EXERCISE GOAL: Output only the lines below from the one containing "pub fn update<F, R>(&mut" to the one containing "pub fn share(&self)", exactly as written, both ends kept.

INFORMATION:
= = = = = = =

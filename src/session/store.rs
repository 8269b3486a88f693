//! Session store
//!
//! Owned by the engine task, so plain `HashMap` access is enough. Sessions
//! are kept behind `Arc` and mutated copy-on-write, which lets snapshots
//! share untouched sessions with the live store.

use std::collections::HashMap;
use std::sync::Arc;

use crate::types::{ClientError, Result};

use super::session::Session;

/// In-memory mapping from thread id to session state
#[derive(Debug, Default, Clone)]
pub struct SessionStore {
    sessions: HashMap<String, Arc<Session>>,
}

impl SessionStore {
    pub fn new() -> Self {
        Self::default()
    }

    /// Insert a freshly created session
    ///
    /// Fails if the thread id is already present; the existing session is
    /// left untouched.
    pub fn insert(&mut self, session: Session) -> Result<Arc<Session>> {
        use std::collections::hash_map::Entry;

        match self.sessions.entry(session.thread_id.clone()) {
            Entry::Occupied(_) => Err(ClientError::session_already_exists(session.thread_id)),
            Entry::Vacant(vacant) => {
                let session = Arc::new(session);
                vacant.insert(Arc::clone(&session));
                Ok(session)
            }
        }
    }

    pub fn get(&self, thread_id: &str) -> Option<Arc<Session>> {
        self.sessions.get(thread_id).cloned()
    }

    /// Get a session or return SessionNotFound
    pub fn get_or_error(&self, thread_id: &str) -> Result<Arc<Session>> {
        self.get(thread_id)
            .ok_or_else(|| ClientError::session_not_found(thread_id))
    }

    /// Mutable access, cloning the session if a snapshot still shares it
    pub fn get_mut(&mut self, thread_id: &str) -> Option<&mut Session> {
        self.sessions.get_mut(thread_id).map(Arc::make_mut)
    }

    /// Mutable access to the session whose active turn is `turn_id`
    pub fn find_by_turn_mut(&mut self, turn_id: &str) -> Option<&mut Session> {
        self.sessions
            .values_mut()
            .find(|session| session.active_turn_id.as_deref() == Some(turn_id))
            .map(Arc::make_mut)
    }

    /// Apply `f` to a session, failing with SessionNotFound if absent
    pub fn update<F, R>(&mut self, thread_id: &str, f: F) -> Result<R>
    where
        F: FnOnce(&mut Session) -> R,
    {
        self.get_mut(thread_id)
            .map(f)
            .ok_or_else(|| ClientError::session_not_found(thread_id))
    }

    pub fn remove(&mut self, thread_id: &str) -> Option<Arc<Session>> {
        self.sessions.remove(thread_id)
    }

    pub fn contains(&self, thread_id: &str) -> bool {
        self.sessions.contains_key(thread_id)
    }

    pub fn len(&self) -> usize {
        self.sessions.len()
    }

    pub fn is_empty(&self) -> bool {
        self.sessions.is_empty()
    }

    pub fn clear(&mut self) {
        self.sessions.clear();
    }

    /// Shallow copy of the table for publishing
    pub fn share(&self) -> HashMap<String, Arc<Session>> {
        self.sessions.clone()
    }
}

= = = = = = =

EXERCISE RESULT:
    pub fn update<F, R>(&mut self, thread_id: &str, f: F) -> Result<R>
    where
        F: FnOnce(&mut Session) -> R,
    {
        self.get_mut(thread_id)
            .map(f)
            .ok_or_else(|| ClientError::session_not_found(thread_id))
    }

    pub fn remove(&mut self, thread_id: &str) -> Option<Arc<Session>> {
        self.sessions.remove(thread_id)
    }

    pub fn contains(&self, thread_id: &str) -> bool {
        self.sessions.contains_key(thread_id)
    }

    pub fn len(&self) -> usize {
        self.sessions.len()
    }

    pub fn is_empty(&self) -> bool {
        self.sessions.is_empty()
    }

    pub fn clear(&mut self) {
        self.sessions.clear();
    }

    /// Shallow copy of the table for publishing
    pub fn share(&self) -> HashMap<String, Arc<Session>> {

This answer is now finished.